My personal experience with base-building organizing confirms the importance of that political and legislative context. The New York State rent laws came up for renewal in 2015, when I was living in a rent-stabilized apartment in Crown Heights, Brooklyn. My roommate and I, as well as many of the long-term tenants in the building, were all living under the same “preferential rent” loophole that made us vulnerable to substantial rent increases from our landlord. I set about organizing my building, and helped restart a long defunct tenant association. After only a few months of organizing several of my neighbors made the trip up to Albany for a major tenant protest and one long-term resident participated in civil disobedience and got arrested.

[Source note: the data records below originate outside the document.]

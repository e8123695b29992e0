//! Route handlers organized by resource

pub mod health;
pub mod applications;
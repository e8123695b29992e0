//! Validation error types

use thiserror::Error;

/// Validation error for domain models
#[derive(Debug, Clone, PartialEq, Eq, Error)]
pub enum ValidationError {
    /// Field is empty when it shouldn't be
    #[error("{field} cannot be empty")]
    Empty { field: &'static str },

    /// Field exceeds maximum length
    #[error("{field} exceeds maximum length of {max} characters")]
    TooLong { field: &'static str, max: usize },

    /// Required field explicitly set to null
    #[error("{field} cannot be null")]
    Null { field: &'static str },

    /// Invalid enum variant
    #[error("invalid {field} value: '{value}'")]
    InvalidVariant { field: &'static str, value: String },
}

impl ValidationError {
    /// Name of the offending field.
    pub fn field(&self) -> &'static str {
        match self {
            Self::Empty { field }
            | Self::TooLong { field, .. }
            | Self::Null { field }
            | Self::InvalidVariant { field, .. } => field,
        }
    }
}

In 2015 the tenant movement failed to close the preferential rent loophole, but in 2019, in a different political climate shaped by progressive and socialist election victories, it finally succeeded.

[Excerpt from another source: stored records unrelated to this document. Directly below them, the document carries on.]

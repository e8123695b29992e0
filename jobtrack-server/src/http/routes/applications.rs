//! Application endpoints
//!
//! Each handler validates its input, makes one service call, and
//! serializes the result. No business logic lives here.

use std::sync::Arc;

use axum::{
    extract::State,
    http::StatusCode,
    routing::get,
    Json, Router,
};
use chrono::NaiveDate;
use serde::Serialize;

use crate::http::error::ApiError;
use crate::http::extractors::{ApplicationId, ValidJson};
use crate::http::server::AppState;
use crate::models::{
    Application, ApplicationPatch, CreateApplicationRequest, NewApplication,
    UpdateApplicationRequest,
};

/// Confirmation body for DELETE
pub const DELETED_MESSAGE: &str = "Application deleted successfully";

/// Application response
#[derive(Debug, Serialize)]
pub struct ApplicationResponse {
    pub id: i32,
    pub company_name: String,
    pub position: String,
    pub status: String,
    pub applied_date: NaiveDate,
    pub notes: Option<String>,
}

impl From<Application> for ApplicationResponse {
    fn from(a: Application) -> Self {
        Self {
            id: a.id,
            company_name: a.company_name,
            position: a.position,
            status: a.status,
            applied_date: a.applied_date,
            notes: a.notes,
        }
    }
}

/// Delete confirmation
#[derive(Debug, Serialize)]
pub struct DeleteResponse {
    pub message: &'static str,
}

/// POST /applications - create a new application
async fn create_application(
    State(state): State<Arc<AppState>>,
    ValidJson(req): ValidJson<CreateApplicationRequest>,
) -> Result<(StatusCode, Json<ApplicationResponse>), ApiError> {
    let new = NewApplication::try_from(req)?;
    let record = state.service.create(new).await?;

    Ok((StatusCode::CREATED, Json(ApplicationResponse::from(record))))
}

/// GET /applications - list every application
async fn list_applications(
    State(state): State<Arc<AppState>>,
) -> Result<Json<Vec<ApplicationResponse>>, ApiError> {
    let records = state.service.list_all().await?;
    Ok(Json(
        records.into_iter().map(ApplicationResponse::from).collect(),
    ))
}

/// GET /applications/{id} - get a single application
async fn get_application(
    State(state): State<Arc<AppState>>,
    ApplicationId(id): ApplicationId,
) -> Result<Json<ApplicationResponse>, ApiError> {
    let record = state.service.get_by_id(id).await?;
    Ok(Json(ApplicationResponse::from(record)))
}

/// PUT /applications/{id} - partial update
async fn update_application(
    State(state): State<Arc<AppState>>,
    ApplicationId(id): ApplicationId,
    ValidJson(req): ValidJson<UpdateApplicationRequest>,
) -> Result<Json<ApplicationResponse>, ApiError> {
    let patch = ApplicationPatch::try_from(req)?;
    let record = state.service.update(id, patch).await?;
    Ok(Json(ApplicationResponse::from(record)))
}

/// DELETE /applications/{id}
async fn delete_application(
    State(state): State<Arc<AppState>>,
    ApplicationId(id): ApplicationId,
) -> Result<Json<DeleteResponse>, ApiError> {
    state.service.delete(id).await?;
    Ok(Json(DeleteResponse {
        message: DELETED_MESSAGE,
    }))
}

/// Application routes. Collection paths answer with and without the
/// trailing slash.
pub fn router() -> Router<Arc<AppState>> {
    Router::new()
        .route(
            "/applications",
            get(list_applications).post(create_application),
        )
        .route(
            "/applications/",
            get(list_applications).post(create_application),
        )
        .route(
            "/applications/{id}",
            get(get_application)
                .put(update_application)
                .delete(delete_application),
        )
}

My biggest lesson from this experience is that electoral and legislative campaigns can have an overwhelmingly positive relationship to starting, reviving and politicizing working-class organizations where people live and work. The original tenant association in that building didn’t have left or even progressive politics – it was organized around getting drug dealers out of the building in the 1990s. But the existence of a major campaign around tenants rights, the shared concerns of the residents, the history of working-class organization in the building, the presence of a socialist organizer in the building and eventually a shift in the electoral results in the state all mattered to reviving and politicizing a working class organization in our building. Socialists should campaign for reforms that will matter to people in the legislative arena and do the work outside of that arena to connect working-class people and organizations to those campaigns. Building a mass, democratic organization that is rooted in an organized working-class base is the project DSA members have signed up for and endorsed again most recently at our 2021 convention, and continuing to build effective campaigns is a crucial part of advancing that project.